#### EXTRACTED INFORMATION ####

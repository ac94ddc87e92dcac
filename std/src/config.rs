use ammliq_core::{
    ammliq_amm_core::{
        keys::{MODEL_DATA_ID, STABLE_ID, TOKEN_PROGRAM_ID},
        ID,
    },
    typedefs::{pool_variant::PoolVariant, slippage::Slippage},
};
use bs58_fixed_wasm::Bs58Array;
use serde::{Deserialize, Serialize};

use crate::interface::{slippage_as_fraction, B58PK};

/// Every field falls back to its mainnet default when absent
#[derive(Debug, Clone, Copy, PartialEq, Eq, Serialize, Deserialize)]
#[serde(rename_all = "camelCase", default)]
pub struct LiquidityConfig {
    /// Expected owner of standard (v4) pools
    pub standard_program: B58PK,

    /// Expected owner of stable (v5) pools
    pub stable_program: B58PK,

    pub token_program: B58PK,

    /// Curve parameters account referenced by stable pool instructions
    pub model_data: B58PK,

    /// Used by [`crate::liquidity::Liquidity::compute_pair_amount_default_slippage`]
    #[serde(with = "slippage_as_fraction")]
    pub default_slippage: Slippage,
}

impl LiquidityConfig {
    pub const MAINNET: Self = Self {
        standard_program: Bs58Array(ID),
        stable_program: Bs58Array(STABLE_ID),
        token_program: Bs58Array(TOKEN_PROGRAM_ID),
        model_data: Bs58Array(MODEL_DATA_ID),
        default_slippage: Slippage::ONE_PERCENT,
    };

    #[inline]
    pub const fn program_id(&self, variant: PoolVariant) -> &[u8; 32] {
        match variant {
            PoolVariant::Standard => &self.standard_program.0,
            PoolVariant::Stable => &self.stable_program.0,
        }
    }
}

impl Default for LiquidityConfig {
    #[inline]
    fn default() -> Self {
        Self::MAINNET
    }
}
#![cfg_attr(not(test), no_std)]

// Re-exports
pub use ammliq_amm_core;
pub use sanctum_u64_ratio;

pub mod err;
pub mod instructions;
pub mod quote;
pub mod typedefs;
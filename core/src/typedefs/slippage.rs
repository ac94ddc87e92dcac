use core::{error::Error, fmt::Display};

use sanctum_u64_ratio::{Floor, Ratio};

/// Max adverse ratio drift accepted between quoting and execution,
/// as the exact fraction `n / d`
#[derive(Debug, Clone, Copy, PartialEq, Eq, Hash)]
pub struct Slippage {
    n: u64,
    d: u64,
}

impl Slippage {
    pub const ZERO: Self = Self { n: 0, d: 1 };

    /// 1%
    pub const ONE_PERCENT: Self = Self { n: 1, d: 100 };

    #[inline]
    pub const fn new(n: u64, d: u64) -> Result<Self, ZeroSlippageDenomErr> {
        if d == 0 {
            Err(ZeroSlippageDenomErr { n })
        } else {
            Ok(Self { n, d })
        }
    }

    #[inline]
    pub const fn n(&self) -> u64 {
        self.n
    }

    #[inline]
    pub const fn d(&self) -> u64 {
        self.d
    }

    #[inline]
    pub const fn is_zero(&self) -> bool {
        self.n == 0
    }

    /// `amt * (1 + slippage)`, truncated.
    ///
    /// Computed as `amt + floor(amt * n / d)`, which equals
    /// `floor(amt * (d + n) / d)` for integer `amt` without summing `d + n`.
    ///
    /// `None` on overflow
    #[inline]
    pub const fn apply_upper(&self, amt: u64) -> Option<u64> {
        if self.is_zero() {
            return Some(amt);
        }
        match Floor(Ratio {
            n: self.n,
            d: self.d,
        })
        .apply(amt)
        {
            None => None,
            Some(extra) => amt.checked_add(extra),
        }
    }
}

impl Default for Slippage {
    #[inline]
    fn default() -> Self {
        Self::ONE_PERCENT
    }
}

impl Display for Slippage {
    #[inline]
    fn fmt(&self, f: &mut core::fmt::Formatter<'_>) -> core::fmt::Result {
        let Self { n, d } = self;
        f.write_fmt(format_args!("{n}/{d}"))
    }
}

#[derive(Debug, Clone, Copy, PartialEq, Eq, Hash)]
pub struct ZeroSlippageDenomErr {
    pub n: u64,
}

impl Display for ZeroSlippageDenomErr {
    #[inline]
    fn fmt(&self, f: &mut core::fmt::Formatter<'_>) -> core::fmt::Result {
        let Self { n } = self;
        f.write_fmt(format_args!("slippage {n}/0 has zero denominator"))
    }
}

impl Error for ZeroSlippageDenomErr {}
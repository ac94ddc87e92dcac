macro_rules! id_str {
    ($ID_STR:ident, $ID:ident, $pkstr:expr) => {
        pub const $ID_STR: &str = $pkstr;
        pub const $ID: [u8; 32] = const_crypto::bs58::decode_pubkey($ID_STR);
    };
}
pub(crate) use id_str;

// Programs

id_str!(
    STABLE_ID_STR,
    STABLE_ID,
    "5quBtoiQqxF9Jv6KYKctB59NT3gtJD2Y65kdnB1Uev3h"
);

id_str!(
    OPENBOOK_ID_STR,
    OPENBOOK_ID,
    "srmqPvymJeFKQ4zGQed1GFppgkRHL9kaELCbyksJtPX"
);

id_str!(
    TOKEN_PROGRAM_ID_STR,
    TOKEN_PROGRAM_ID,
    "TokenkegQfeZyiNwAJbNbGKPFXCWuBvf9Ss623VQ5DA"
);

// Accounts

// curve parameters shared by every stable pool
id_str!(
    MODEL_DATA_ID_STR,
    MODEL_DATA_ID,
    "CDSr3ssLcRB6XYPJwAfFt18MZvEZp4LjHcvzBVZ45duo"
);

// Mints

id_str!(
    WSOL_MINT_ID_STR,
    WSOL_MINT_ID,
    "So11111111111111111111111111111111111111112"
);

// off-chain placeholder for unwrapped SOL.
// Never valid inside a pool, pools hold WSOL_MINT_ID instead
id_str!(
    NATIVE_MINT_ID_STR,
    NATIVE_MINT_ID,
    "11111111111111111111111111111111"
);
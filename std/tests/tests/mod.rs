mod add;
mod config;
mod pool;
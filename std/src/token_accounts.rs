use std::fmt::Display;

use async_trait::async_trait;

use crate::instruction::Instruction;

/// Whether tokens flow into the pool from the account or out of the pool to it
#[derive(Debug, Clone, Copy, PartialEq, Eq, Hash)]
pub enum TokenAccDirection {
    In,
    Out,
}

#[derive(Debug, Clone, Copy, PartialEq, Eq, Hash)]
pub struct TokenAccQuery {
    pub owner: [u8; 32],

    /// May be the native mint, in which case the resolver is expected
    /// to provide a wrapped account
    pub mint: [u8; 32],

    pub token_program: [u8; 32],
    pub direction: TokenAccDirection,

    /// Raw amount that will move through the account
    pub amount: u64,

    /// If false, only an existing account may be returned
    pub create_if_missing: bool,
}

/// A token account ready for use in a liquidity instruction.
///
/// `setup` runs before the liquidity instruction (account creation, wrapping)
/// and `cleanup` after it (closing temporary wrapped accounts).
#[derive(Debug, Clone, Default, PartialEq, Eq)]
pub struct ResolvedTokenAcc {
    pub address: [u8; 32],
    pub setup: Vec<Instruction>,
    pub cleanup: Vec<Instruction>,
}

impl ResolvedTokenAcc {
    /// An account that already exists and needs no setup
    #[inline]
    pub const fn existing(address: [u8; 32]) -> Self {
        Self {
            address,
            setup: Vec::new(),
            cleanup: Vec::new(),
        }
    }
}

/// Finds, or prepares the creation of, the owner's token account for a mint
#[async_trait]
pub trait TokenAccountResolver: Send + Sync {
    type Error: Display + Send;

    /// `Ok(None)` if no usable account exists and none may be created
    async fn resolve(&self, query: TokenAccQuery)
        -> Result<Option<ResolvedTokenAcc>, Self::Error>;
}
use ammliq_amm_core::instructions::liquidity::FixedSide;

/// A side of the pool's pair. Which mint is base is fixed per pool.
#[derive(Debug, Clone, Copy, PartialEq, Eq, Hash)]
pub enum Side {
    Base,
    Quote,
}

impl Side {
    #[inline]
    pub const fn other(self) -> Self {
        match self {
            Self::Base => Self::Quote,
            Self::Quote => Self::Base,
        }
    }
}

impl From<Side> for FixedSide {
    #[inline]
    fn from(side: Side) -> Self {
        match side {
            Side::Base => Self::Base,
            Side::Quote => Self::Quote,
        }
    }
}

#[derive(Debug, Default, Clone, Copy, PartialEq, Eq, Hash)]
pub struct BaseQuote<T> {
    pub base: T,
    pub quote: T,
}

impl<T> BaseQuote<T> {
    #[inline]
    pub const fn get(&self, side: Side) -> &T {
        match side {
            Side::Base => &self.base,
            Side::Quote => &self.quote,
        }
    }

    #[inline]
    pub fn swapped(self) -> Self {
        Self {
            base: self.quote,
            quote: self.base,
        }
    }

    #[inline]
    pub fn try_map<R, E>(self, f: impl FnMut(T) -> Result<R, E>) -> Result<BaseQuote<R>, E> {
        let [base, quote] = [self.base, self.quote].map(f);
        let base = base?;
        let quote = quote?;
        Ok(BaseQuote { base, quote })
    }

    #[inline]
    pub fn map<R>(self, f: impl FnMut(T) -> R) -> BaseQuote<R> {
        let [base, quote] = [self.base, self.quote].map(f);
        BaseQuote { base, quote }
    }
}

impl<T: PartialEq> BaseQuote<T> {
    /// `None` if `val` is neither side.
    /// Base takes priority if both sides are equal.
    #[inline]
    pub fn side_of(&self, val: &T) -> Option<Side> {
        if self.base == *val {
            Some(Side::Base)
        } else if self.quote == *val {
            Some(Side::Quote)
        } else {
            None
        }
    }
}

####

■ WHAT TO WORK ON
Filter on the word "cleanup": copy each matching line from the entries above.

■ RESULT OF THE EXERCISE
/// and `cleanup` after it (closing temporary wrapped accounts).
    pub cleanup: Vec<Instruction>,
            cleanup: Vec::new(),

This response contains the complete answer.